La transparencia como un valor para terceros

¿No os parece que a veces se ponen de moda una serie de palabras y pobre de quien  ose ponerlas en cuestión? Estoy pensando, por ejemplo, en emprendimiento, innovación, liderazgo y transparencia. Y en esta última me detengo hoy.transparencia

La ‘verdad’ del momento es que personas y colectivos deben ser transparentes, pues sólo así se ganarán la confianza y la credibilidad de quienes se relacionan con ellos. Está claro;  quien abre su corazón, su conocimiento, sus instalaciones o su forma de trabajar permite a los demás hacerse una idea bastante fidedigna de quién o qué es.
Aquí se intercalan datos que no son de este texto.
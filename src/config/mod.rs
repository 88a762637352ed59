//! Application Configuration
//!
//! Station settings stored in TOML format. CLI flags override the file.

use anyhow::Result;
use serde::{Deserialize, Serialize};
use std::path::{Path, PathBuf};
use std::time::Duration;

use crate::capture::CaptureConfig;
use crate::pairing::PairingConfig;
use crate::vision::{ExtractorConfig, OcrConfig};

/// Application settings
#[derive(Debug, Clone, Default, Serialize, Deserialize)]
pub struct AppConfig {
    /// Capture settings
    pub capture: CaptureSettings,
    /// Extraction settings
    pub extraction: ExtractionSettings,
    /// Pairing settings
    pub pairing: PairingSettings,
    /// Scan log settings
    pub log: LogSettings,
}

/// Capture-related settings
#[derive(Debug, Clone, Serialize, Deserialize)]
pub struct CaptureSettings {
    /// Camera device index
    pub device_index: i32,
    /// Resolutions to request, in priority order
    pub resolutions: Vec<(u32, u32)>,
    /// Sleep between frame reads in milliseconds (sub-20ms)
    pub throttle_ms: u64,
}

impl Default for CaptureSettings {
    fn default() -> Self {
        Self {
            device_index: 0,
            resolutions: vec![(1920, 1080), (1280, 720)],
            throttle_ms: 5,
        }
    }
}

impl CaptureSettings {
    pub fn to_capture_config(&self) -> CaptureConfig {
        CaptureConfig {
            device_index: self.device_index,
            resolutions: self.resolutions.clone(),
            throttle: Duration::from_millis(self.throttle_ms),
        }
    }
}

/// Extraction-related settings
#[derive(Debug, Clone, Serialize, Deserialize)]
pub struct ExtractionSettings {
    /// Sleep between extraction cycles in milliseconds
    pub interval_ms: u64,
    /// OCR language code
    pub ocr_language: String,
    /// OCR page segmentation mode
    pub ocr_segmentation_mode: u32,
}

impl Default for ExtractionSettings {
    fn default() -> Self {
        Self {
            interval_ms: 80,
            ocr_language: "por".to_string(),
            ocr_segmentation_mode: 6,
        }
    }
}

impl ExtractionSettings {
    pub fn to_extractor_config(&self) -> ExtractorConfig {
        ExtractorConfig {
            interval: Duration::from_millis(self.interval_ms),
            ocr: OcrConfig {
                language: self.ocr_language.clone(),
                segmentation_mode: self.ocr_segmentation_mode,
            },
        }
    }
}

/// Pairing-related settings
#[derive(Debug, Clone, Serialize, Deserialize)]
pub struct PairingSettings {
    /// Cooldown after a completed pair in milliseconds
    pub cooldown_ms: u64,
}

impl Default for PairingSettings {
    fn default() -> Self {
        Self { cooldown_ms: 3000 }
    }
}

impl PairingSettings {
    pub fn to_pairing_config(&self) -> PairingConfig {
        PairingConfig {
            cooldown: Duration::from_millis(self.cooldown_ms),
        }
    }
}

/// Scan log settings
#[derive(Debug, Clone, Serialize, Deserialize)]
pub struct LogSettings {
    /// Scan log file, relative to the working directory unless absolute
    pub file: PathBuf,
}

impl Default for LogSettings {
    fn default() -> Self {
        Self {
            file: PathBuf::from("log_leituras.csv"),
        }
    }
}

/// Load configuration from file
pub fn load_config(path: &Path) -> Result<AppConfig> {
    let content = std::fs::read_to_string(path)?;
    let config: AppConfig = toml::from_str(&content)?;
    Ok(config)
}

/// Save configuration to file
pub fn save_config(config: &AppConfig, path: &Path) -> Result<()> {
    let content = toml::to_string_pretty(config)?;
    std::fs::write(path, content)?;
    Ok(())
}

#[cfg(test)]
mod tests {
    use super::*;
    use std::io::Write;
    use tempfile::NamedTempFile;

    #[test]
    fn test_default_app_config() {
        let config = AppConfig::default();

        assert_eq!(config.capture.device_index, 0);
        assert_eq!(config.capture.resolutions, vec![(1920, 1080), (1280, 720)]);
        assert_eq!(config.capture.throttle_ms, 5);

        assert_eq!(config.extraction.interval_ms, 80);
        assert_eq!(config.extraction.ocr_language, "por");
        assert_eq!(config.extraction.ocr_segmentation_mode, 6);

        assert_eq!(config.pairing.cooldown_ms, 3000);
        assert_eq!(config.log.file, PathBuf::from("log_leituras.csv"));
    }

    #[test]
    fn test_config_serialization_roundtrip() {
        let config = AppConfig::default();

        let toml_str = toml::to_string_pretty(&config).unwrap();
        let parsed: AppConfig = toml::from_str(&toml_str).unwrap();

        assert_eq!(parsed.capture.resolutions, config.capture.resolutions);
        assert_eq!(parsed.extraction.interval_ms, config.extraction.interval_ms);
        assert_eq!(parsed.pairing.cooldown_ms, config.pairing.cooldown_ms);
        assert_eq!(parsed.log.file, config.log.file);
    }

    #[test]
    fn test_config_with_custom_values() {
        let mut config = AppConfig::default();
        config.capture.device_index = 2;
        config.extraction.interval_ms = 50;
        config.pairing.cooldown_ms = 5000;

        let toml_str = toml::to_string_pretty(&config).unwrap();
        let parsed: AppConfig = toml::from_str(&toml_str).unwrap();

        assert_eq!(parsed.capture.device_index, 2);
        assert_eq!(parsed.extraction.interval_ms, 50);
        assert_eq!(parsed.pairing.cooldown_ms, 5000);
    }

    #[test]
    fn test_save_and_load_config() {
        let config = AppConfig::default();
        let temp_file = NamedTempFile::new().unwrap();

        save_config(&config, temp_file.path()).unwrap();
        let loaded = load_config(temp_file.path()).unwrap();

        assert_eq!(loaded.extraction.ocr_language, config.extraction.ocr_language);
        assert_eq!(loaded.capture.throttle_ms, config.capture.throttle_ms);
    }

    #[test]
    fn test_load_config_file_not_found() {
        let result = load_config(Path::new("/nonexistent/path/config.toml"));
        assert!(result.is_err());
    }

    #[test]
    fn test_load_config_invalid_toml() {
        let mut temp_file = NamedTempFile::new().unwrap();
        writeln!(temp_file, "this is not valid toml {{{{").unwrap();

        let result = load_config(temp_file.path());
        assert!(result.is_err());
    }

    #[test]
    fn test_duration_conversions() {
        let config = AppConfig::default();
        assert_eq!(
            config.capture.to_capture_config().throttle,
            Duration::from_millis(5)
        );
        assert_eq!(
            config.extraction.to_extractor_config().interval,
            Duration::from_millis(80)
        );
        assert_eq!(
            config.pairing.to_pairing_config().cooldown,
            Duration::from_millis(3000)
        );
    }
}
Ahora bien, ¿qué gana quien es transparente?

Las personas y colectivos pueden ser transparentes si se mueven en un entorno de colaboración y cooperación, pues todos aportan su mayor o menor sabiduría y todos ganan. En entornos competitivos, por el contrario, los transparentes siempre pierden, pues los demás aprovechan su conocimiento del ‘rival’ para usarlo en su contra. Por tanto, la transparencia se torna en una debilidad.

Sólo así se explica algo que ya he comentado más de una vez; que todo el mundo apele a la autocrítica –algo muy frecuente, por ejemplo, en periodismo-, pero nadie ponga ni un solo ejemplo de cuándo se equivocó o falló en algo. No vaya a ser que… ¿que se den cuenta de que no es perfecto? Ay, ay, ay… ¿Así cómo vamos a aprender y mejorar nuestro nivel de productividad?

También resulta bastante frecuente el caso de, no sé cómo denominarlos, los reivindicadores de la transparencia ajena. Los demás deben ser transparentes, eso ni se cuestiona, pero ay si me piden información sobre mí o sobre mi empresa. Y no hablo de algo teórico, sino de algo que me ha pasado hace muy poco.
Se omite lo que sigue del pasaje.